◆ THE DATA ◆
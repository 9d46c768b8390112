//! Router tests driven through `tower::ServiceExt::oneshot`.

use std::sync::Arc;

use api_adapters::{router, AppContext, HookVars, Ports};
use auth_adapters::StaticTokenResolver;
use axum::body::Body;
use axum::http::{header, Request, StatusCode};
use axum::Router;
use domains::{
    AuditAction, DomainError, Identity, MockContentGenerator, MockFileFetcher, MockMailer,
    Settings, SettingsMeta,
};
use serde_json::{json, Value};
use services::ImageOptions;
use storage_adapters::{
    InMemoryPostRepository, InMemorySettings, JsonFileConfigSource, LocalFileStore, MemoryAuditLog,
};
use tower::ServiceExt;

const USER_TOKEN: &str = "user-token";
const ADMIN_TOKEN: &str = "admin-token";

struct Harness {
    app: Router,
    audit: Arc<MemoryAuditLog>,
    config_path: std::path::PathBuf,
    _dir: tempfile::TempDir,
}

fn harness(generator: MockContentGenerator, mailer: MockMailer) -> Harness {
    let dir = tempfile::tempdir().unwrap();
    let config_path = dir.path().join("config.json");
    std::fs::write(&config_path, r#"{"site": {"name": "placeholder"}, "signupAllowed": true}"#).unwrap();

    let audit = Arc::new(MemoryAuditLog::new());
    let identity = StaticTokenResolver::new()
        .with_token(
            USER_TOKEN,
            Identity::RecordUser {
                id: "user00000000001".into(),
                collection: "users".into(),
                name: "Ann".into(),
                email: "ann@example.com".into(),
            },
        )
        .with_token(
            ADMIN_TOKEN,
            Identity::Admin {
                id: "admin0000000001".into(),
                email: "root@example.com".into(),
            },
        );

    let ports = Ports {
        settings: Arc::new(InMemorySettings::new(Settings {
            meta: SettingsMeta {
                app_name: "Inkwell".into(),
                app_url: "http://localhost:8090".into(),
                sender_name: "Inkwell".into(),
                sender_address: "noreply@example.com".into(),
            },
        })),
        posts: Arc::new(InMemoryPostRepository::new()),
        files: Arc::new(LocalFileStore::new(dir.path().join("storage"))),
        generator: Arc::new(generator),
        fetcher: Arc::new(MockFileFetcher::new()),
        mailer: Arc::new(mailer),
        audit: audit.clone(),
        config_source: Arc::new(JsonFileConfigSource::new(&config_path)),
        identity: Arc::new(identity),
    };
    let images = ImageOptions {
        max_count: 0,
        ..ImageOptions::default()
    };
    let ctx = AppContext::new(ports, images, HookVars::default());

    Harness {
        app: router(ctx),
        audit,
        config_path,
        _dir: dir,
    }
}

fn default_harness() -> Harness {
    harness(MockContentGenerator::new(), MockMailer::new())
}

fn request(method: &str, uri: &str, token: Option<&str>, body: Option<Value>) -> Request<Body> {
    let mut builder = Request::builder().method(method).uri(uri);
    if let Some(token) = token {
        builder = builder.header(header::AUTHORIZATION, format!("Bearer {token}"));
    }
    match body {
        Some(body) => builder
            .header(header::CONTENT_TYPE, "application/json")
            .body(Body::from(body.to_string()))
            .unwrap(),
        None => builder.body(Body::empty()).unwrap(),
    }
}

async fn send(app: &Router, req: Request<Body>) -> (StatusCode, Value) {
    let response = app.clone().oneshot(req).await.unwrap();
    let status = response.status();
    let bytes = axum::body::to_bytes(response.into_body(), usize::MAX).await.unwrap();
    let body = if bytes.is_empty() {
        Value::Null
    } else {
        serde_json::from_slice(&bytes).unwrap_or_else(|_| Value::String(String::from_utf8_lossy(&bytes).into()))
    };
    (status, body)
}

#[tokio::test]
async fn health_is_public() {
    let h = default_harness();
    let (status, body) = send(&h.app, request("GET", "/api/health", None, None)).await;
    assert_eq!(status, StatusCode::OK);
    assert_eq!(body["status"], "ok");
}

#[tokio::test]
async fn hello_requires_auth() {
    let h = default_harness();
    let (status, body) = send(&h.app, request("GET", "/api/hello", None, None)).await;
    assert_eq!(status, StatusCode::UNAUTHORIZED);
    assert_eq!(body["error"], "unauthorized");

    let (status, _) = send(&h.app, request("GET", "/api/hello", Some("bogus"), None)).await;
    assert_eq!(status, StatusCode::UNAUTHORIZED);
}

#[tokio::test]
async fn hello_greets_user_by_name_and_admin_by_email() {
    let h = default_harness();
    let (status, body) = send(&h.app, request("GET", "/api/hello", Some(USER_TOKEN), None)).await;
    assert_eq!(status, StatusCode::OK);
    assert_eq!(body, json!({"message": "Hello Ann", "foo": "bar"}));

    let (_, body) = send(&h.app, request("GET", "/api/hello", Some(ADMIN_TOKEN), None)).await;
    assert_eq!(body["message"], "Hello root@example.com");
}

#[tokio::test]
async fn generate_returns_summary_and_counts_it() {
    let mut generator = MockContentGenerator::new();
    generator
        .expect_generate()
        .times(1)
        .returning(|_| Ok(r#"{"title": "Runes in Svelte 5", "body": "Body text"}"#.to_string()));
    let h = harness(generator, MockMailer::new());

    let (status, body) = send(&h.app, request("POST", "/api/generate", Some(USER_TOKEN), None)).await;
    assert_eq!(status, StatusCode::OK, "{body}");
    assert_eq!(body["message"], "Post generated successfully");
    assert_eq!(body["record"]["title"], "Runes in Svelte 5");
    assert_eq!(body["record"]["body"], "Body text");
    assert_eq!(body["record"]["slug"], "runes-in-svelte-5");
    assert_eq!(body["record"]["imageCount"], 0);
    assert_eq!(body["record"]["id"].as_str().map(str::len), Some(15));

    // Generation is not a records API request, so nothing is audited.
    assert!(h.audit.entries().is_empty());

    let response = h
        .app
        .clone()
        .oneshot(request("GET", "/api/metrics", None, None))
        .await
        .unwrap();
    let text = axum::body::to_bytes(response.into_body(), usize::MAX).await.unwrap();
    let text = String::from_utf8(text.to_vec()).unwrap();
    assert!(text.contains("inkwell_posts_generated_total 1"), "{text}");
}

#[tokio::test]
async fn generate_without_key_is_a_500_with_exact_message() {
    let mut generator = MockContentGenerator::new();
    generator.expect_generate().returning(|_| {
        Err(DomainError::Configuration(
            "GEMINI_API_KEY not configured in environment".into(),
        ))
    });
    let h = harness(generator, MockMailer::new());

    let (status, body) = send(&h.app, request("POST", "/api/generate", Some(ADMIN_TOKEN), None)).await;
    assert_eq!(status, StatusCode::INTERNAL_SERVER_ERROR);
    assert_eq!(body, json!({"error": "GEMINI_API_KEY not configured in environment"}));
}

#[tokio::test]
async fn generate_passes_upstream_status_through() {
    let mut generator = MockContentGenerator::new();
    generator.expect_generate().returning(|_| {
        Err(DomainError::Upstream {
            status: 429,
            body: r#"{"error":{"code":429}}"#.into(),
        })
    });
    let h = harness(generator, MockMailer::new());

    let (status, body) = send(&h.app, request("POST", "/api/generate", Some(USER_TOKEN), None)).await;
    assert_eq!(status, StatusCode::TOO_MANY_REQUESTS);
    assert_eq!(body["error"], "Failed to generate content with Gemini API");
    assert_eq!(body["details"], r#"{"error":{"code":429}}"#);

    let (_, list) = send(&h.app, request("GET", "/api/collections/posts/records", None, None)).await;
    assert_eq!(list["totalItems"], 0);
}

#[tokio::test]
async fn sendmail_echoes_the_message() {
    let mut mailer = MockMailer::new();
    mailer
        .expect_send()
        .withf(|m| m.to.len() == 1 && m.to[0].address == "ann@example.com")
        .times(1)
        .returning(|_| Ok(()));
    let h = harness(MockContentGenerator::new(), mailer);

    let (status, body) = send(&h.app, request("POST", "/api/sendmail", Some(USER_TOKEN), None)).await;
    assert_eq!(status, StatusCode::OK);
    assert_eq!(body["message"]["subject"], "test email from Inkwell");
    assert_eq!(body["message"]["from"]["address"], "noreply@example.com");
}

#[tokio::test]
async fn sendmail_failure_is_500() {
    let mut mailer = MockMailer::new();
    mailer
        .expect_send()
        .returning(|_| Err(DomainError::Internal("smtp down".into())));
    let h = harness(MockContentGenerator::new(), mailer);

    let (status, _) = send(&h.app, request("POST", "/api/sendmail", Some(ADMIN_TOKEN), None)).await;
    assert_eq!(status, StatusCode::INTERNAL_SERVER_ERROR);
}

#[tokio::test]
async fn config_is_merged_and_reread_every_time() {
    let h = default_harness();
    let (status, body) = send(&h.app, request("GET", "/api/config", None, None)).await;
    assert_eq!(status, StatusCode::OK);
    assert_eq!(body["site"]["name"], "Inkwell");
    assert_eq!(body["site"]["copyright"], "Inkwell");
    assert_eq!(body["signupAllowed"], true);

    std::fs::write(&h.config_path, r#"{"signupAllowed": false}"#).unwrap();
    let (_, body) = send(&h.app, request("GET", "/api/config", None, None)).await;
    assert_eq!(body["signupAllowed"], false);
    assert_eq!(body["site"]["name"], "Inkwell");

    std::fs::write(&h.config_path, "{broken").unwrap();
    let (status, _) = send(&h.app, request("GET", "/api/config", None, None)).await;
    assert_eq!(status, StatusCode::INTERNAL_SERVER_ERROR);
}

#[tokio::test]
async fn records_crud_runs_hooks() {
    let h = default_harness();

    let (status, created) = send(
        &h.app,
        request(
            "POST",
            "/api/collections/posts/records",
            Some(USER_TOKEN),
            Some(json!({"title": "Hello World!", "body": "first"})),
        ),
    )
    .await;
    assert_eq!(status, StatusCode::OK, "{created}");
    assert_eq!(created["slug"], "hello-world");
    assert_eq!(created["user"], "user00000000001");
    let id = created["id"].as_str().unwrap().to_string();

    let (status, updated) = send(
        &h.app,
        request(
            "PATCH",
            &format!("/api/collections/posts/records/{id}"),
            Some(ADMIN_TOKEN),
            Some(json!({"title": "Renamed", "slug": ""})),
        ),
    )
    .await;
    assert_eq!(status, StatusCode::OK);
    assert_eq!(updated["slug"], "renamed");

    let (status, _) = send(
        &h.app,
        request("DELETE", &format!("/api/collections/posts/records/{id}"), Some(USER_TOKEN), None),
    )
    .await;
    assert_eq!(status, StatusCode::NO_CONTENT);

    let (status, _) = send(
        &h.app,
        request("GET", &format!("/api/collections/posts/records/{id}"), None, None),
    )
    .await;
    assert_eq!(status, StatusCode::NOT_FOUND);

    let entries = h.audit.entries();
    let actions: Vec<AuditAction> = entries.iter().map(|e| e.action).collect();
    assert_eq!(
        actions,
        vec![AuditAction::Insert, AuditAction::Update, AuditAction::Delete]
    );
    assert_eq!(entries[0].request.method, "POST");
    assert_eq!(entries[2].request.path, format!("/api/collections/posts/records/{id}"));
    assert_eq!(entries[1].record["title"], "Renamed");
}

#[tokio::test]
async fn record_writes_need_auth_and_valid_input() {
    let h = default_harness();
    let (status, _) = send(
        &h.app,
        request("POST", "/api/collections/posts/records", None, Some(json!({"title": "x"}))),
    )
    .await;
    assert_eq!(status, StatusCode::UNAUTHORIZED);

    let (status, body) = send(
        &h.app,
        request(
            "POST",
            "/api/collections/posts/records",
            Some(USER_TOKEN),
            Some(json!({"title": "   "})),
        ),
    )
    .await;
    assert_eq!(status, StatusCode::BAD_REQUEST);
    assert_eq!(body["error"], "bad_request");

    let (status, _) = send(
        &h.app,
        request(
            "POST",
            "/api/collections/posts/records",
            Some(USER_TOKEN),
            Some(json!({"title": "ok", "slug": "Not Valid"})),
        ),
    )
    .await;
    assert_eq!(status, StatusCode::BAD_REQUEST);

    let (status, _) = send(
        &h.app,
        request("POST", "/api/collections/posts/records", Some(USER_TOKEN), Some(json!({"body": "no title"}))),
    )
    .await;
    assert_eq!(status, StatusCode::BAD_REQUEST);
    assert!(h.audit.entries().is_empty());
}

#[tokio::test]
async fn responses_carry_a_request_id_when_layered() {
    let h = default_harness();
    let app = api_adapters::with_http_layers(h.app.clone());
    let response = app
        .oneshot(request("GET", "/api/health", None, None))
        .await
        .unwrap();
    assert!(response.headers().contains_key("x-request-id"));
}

==

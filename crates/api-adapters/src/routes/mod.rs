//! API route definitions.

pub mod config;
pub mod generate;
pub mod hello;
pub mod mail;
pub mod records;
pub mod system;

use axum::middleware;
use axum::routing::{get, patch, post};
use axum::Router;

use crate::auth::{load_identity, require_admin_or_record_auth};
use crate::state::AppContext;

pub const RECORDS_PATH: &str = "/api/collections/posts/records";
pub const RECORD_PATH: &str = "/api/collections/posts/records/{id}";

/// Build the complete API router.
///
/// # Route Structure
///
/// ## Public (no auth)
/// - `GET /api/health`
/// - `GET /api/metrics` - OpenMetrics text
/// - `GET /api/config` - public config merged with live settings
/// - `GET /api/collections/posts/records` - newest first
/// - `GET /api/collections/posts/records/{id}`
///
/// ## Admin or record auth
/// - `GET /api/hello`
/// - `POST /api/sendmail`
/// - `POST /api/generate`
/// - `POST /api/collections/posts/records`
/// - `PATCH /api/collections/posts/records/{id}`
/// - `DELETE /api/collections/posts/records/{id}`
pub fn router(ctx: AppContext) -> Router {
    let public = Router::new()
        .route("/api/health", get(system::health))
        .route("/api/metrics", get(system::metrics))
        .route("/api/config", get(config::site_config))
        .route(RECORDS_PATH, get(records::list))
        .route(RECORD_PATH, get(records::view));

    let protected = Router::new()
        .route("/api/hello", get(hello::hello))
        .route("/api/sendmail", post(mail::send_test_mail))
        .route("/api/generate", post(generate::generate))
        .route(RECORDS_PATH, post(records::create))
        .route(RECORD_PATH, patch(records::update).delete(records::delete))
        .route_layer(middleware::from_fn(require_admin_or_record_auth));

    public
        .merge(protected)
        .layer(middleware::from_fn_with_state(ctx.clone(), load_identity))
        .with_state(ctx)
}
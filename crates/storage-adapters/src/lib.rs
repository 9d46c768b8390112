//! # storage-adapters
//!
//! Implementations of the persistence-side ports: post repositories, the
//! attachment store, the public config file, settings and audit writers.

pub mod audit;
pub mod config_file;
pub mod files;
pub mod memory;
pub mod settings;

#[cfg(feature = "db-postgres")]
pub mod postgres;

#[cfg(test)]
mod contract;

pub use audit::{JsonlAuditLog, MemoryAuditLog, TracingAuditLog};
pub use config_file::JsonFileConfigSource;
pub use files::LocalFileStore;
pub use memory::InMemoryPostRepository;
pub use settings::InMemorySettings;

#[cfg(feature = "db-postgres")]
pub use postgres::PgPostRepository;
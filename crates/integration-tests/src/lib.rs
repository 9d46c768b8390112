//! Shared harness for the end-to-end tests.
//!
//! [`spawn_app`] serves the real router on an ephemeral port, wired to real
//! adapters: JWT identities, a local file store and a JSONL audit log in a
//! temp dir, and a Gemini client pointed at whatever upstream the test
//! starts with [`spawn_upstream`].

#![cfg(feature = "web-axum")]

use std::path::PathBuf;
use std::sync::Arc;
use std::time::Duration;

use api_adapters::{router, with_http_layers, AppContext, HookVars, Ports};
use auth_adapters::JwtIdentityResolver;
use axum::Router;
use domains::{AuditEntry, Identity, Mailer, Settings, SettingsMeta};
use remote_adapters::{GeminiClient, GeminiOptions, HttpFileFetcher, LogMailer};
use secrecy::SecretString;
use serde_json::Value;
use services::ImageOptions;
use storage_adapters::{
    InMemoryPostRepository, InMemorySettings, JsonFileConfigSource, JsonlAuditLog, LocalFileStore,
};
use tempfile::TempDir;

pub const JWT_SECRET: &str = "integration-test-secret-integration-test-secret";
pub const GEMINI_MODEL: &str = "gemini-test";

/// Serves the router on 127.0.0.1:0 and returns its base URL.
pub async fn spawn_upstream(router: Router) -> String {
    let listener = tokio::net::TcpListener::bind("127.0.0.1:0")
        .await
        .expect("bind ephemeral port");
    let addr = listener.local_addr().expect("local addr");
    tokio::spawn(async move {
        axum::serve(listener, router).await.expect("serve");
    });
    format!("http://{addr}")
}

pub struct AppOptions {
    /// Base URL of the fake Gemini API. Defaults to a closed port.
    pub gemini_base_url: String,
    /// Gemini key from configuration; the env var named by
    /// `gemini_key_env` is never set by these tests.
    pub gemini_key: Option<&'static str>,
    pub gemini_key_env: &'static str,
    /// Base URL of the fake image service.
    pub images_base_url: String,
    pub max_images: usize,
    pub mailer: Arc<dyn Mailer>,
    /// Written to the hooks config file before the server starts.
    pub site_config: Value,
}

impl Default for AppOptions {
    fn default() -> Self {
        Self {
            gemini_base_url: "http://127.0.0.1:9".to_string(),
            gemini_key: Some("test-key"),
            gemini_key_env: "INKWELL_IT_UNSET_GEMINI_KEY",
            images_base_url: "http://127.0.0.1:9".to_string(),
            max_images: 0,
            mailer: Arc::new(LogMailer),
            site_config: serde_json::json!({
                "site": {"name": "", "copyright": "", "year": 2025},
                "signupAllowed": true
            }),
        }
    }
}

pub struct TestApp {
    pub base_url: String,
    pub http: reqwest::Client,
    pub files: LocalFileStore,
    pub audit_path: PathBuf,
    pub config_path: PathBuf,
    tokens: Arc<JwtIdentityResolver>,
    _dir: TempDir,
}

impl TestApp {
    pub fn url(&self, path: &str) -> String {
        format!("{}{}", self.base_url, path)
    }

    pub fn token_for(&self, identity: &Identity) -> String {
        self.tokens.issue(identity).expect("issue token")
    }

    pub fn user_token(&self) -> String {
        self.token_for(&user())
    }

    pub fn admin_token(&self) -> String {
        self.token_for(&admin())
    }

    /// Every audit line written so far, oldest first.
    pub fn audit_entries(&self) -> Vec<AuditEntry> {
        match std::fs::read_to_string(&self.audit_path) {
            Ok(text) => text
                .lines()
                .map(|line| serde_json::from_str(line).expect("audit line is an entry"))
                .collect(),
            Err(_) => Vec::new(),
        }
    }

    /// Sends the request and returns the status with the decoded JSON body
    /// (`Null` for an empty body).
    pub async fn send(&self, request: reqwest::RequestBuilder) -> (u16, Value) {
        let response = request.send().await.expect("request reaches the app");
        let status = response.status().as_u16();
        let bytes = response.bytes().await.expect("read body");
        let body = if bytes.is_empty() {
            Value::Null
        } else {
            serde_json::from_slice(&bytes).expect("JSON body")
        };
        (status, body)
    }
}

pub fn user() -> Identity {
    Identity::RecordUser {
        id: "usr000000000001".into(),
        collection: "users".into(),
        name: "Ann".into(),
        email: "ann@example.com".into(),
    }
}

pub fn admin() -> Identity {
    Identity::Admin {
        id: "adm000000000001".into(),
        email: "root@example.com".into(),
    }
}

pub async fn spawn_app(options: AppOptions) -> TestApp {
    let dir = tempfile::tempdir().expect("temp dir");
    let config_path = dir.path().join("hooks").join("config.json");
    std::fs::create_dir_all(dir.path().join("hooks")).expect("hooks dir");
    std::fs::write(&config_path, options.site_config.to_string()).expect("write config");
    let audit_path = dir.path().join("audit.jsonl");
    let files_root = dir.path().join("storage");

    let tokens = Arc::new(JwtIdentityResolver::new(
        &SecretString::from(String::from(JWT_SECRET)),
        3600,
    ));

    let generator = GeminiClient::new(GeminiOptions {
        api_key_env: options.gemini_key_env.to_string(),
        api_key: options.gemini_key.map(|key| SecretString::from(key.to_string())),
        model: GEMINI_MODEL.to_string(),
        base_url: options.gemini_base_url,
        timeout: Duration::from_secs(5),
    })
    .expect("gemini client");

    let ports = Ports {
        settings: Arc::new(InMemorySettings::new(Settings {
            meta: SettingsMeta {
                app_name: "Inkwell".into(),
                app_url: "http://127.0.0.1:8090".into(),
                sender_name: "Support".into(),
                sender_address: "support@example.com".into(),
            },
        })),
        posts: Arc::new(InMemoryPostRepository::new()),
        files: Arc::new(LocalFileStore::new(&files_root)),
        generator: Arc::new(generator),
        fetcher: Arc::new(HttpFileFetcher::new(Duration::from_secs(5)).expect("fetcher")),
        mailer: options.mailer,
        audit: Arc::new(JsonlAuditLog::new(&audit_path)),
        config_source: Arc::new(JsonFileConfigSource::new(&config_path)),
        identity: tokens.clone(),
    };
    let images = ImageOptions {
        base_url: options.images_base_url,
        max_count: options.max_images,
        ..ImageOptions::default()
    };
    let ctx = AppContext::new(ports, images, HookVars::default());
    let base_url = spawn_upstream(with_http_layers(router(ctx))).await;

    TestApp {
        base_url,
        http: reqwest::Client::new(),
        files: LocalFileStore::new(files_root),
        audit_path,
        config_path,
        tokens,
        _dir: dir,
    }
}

...

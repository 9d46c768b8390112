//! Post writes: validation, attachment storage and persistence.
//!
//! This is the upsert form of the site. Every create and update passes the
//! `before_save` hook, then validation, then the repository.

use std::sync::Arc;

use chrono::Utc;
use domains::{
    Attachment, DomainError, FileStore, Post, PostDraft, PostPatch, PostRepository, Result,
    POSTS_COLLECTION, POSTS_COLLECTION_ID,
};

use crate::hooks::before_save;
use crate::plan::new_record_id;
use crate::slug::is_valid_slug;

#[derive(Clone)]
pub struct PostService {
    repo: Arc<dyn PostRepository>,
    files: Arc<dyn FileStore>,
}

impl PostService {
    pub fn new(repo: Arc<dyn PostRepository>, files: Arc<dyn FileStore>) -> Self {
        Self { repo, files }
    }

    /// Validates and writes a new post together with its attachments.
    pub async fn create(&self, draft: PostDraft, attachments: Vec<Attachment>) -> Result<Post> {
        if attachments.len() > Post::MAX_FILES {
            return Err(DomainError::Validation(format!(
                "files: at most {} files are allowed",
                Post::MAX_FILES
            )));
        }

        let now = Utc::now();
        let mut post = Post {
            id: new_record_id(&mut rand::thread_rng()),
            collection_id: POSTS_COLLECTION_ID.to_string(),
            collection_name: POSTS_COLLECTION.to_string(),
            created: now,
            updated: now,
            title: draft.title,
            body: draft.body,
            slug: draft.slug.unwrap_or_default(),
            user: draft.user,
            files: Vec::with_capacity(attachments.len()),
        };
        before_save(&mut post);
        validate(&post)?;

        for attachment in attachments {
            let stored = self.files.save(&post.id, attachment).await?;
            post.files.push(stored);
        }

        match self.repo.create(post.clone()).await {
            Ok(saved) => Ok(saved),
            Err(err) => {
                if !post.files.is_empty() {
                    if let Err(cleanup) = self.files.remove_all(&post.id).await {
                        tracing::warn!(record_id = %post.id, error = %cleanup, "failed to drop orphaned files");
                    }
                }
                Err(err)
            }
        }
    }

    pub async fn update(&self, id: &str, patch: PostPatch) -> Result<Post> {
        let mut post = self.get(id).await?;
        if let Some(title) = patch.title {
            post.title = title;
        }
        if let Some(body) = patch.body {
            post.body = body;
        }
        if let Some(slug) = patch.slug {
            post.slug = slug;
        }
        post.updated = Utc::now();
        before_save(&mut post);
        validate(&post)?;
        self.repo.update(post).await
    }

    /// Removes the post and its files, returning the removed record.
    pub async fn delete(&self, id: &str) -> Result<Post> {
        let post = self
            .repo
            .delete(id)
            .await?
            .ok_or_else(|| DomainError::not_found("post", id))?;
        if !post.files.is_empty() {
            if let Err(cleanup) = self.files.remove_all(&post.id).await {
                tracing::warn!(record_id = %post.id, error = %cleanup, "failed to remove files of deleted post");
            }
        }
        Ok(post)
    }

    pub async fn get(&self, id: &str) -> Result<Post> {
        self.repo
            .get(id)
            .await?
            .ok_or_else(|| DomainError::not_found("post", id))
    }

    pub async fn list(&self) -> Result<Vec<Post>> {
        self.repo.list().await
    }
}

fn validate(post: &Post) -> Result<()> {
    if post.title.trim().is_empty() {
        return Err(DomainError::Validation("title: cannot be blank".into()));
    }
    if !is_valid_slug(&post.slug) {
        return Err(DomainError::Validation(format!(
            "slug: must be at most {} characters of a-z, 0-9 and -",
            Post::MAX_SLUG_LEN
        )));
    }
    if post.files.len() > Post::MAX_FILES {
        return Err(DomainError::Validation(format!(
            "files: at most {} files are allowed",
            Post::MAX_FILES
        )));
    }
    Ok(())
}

◆ ABOUT THIS EXERCISE ◆
Throughout the material above, report each line holding the word "AuditEntry".

◆ RESPONSE BOX ◆
use domains::{AuditEntry, Identity, Mailer, Settings, SettingsMeta};
    pub fn audit_entries(&self) -> Vec<AuditEntry> {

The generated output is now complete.